Forgive me, but that sounds brute. :)
In fact, it's pretty much what "brute" means.
Michael Ossipoff
Just because I believe the medicine will cure me, and that in turn leads me to trust the doctor, that does not then mean that the prescription she gave me was sensible or the medicine was right. This is what I mean when I say that your standard is permissive. If knowledge were somehow included then I could see notions of sensibility or rightness possibly entering into view, but as it is one can believe Y out of desire, and believe said desire will be satisfied by believing X, therefore they will believe X in order to get Y.
Quoting Banno
Well, we certainly can make up any old shit, though that's no reason to do so. ;) And it's certainly less of a reason to listen to it.
I'd hazard that your evidence supports my view more than it does yours, though.
"A statement that makes something comprehensible by describing the relevant structure or operation or circumstances" sounds a lot closer to knowledge than the operation of one belief leading to another.
"thought" sounds like belief. But "thought that makes something comprehensible" is closer to knowledge than mere belief.
"the act of explaining; making something plain or intelligible" isn't quite knowledge, but it does relate to depth. The deeper we know some topic or question the more plain and intelligible it becomes.
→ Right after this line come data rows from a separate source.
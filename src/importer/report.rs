//! Import outcome: success count plus ordered row-level failures

use serde::Serialize;

/// A failure scoped to one input row
#[derive(Debug, Clone, PartialEq, Eq, Serialize)]
#[serde(rename_all = "camelCase")]
pub struct RowError {
    /// 1-based data row number (the header is not counted)
    pub row: usize,
    /// Offending column, when one can be identified
    #[serde(skip_serializing_if = "Option::is_none")]
    pub column: Option<String>,
    pub reason: String,
}

impl RowError {
    pub fn new(row: usize, column: Option<&str>, reason: impl Into<String>) -> Self {
        Self {
            row,
            column: column.map(str::to_string),
            reason: reason.into(),
        }
    }
}

impl std::fmt::Display for RowError {
    fn fmt(&self, f: &mut std::fmt::Formatter<'_>) -> std::fmt::Result {
        match &self.column {
            Some(column) => write!(f, "row {} [{}]: {}", self.row, column, self.reason),
            None => write!(f, "row {}: {}", self.row, self.reason),
        }
    }
}

/// Result of one import run
#[derive(Debug, Clone, Default, PartialEq, Eq, Serialize)]
#[serde(rename_all = "camelCase")]
pub struct ImportReport {
    /// Data rows read (header excluded)
    pub rows: usize,
    /// Rows committed to the store
    pub imported: usize,
    /// Rows rejected
    pub failed: usize,
    /// One entry per problem, in row order
    pub errors: Vec<RowError>,
    /// The run stopped early on request; committed rows were kept
    pub cancelled: bool,
}

impl ImportReport {
    pub fn is_clean(&self) -> bool {
        self.errors.is_empty() && !self.cancelled
    }

    pub(crate) fn reject(&mut self, errors: impl IntoIterator<Item = RowError>) {
        self.failed += 1;
        self.errors.extend(errors);
    }
}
And the synonyms seem to indicate, to me at least, that what's at hand, at least, is not merely one belief leading to another, but rather we have accounts, stories, answers, causes, commentary, definition, descriptions, evidence... a variety of possible ways of looking at explanation. These aren't things I would deny. I'd just say that in order to capture them you'd need to expand your notion of explanation a bit.
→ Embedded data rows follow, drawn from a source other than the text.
pub mod icons;
pub mod output;
pub mod progress;
pub mod progress_message;
pub mod table;
pub mod theme;

pub use icons::Icons;
pub use output::{dim, error, header, info, phase, section, success, summary_row, timing, warn};
pub use progress::{ImportProgress, Spinner};
pub use progress_message::ProgressMessage;
pub use table::{SockTableRow, TableBuilder, socks_table, stats_table};
pub use theme::{theme, Theme};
Though I can understand not wanting to step into having an account of knowledge, since it seems a bit astray, if related. So maybe there's some way of capturing all that without reference to knowledge. But I think there needs to be more, at least. Hopefully this goes some way as to show why I think that.
With regard to the question "What is an explanation", let me briefly re-cap how this discussion started, and then suggest an answer to that question, in keeping with the initial purpose of the discussion:
When we began discussing explanations, we were talking about physical explanations. Will physicists continue with open-ended discovery, where each explanation that they find needs more explanation, which, when found, will raise more questions with things to be explained?
Or will they find a brute-fact?
I'd suggested a 3rd possibility. They; might find a state of affairs that is self-explanatory or inevitable.
That would avoid the need for an infinite chain of explanation, without a brute-fact. It wouldn't be a brute-fact, because its inevitability or self-evident-ness would be its complete explanation.
So, what is an explanation, in the context of physics?
Well, wouldn't it be that set B (of observations and theories consistent with those observations) explains set A (of observations, successful theories and accepted evident facts), if B implies A, or if A is a subset of B?
That sounds like what would count as an explanation in physics.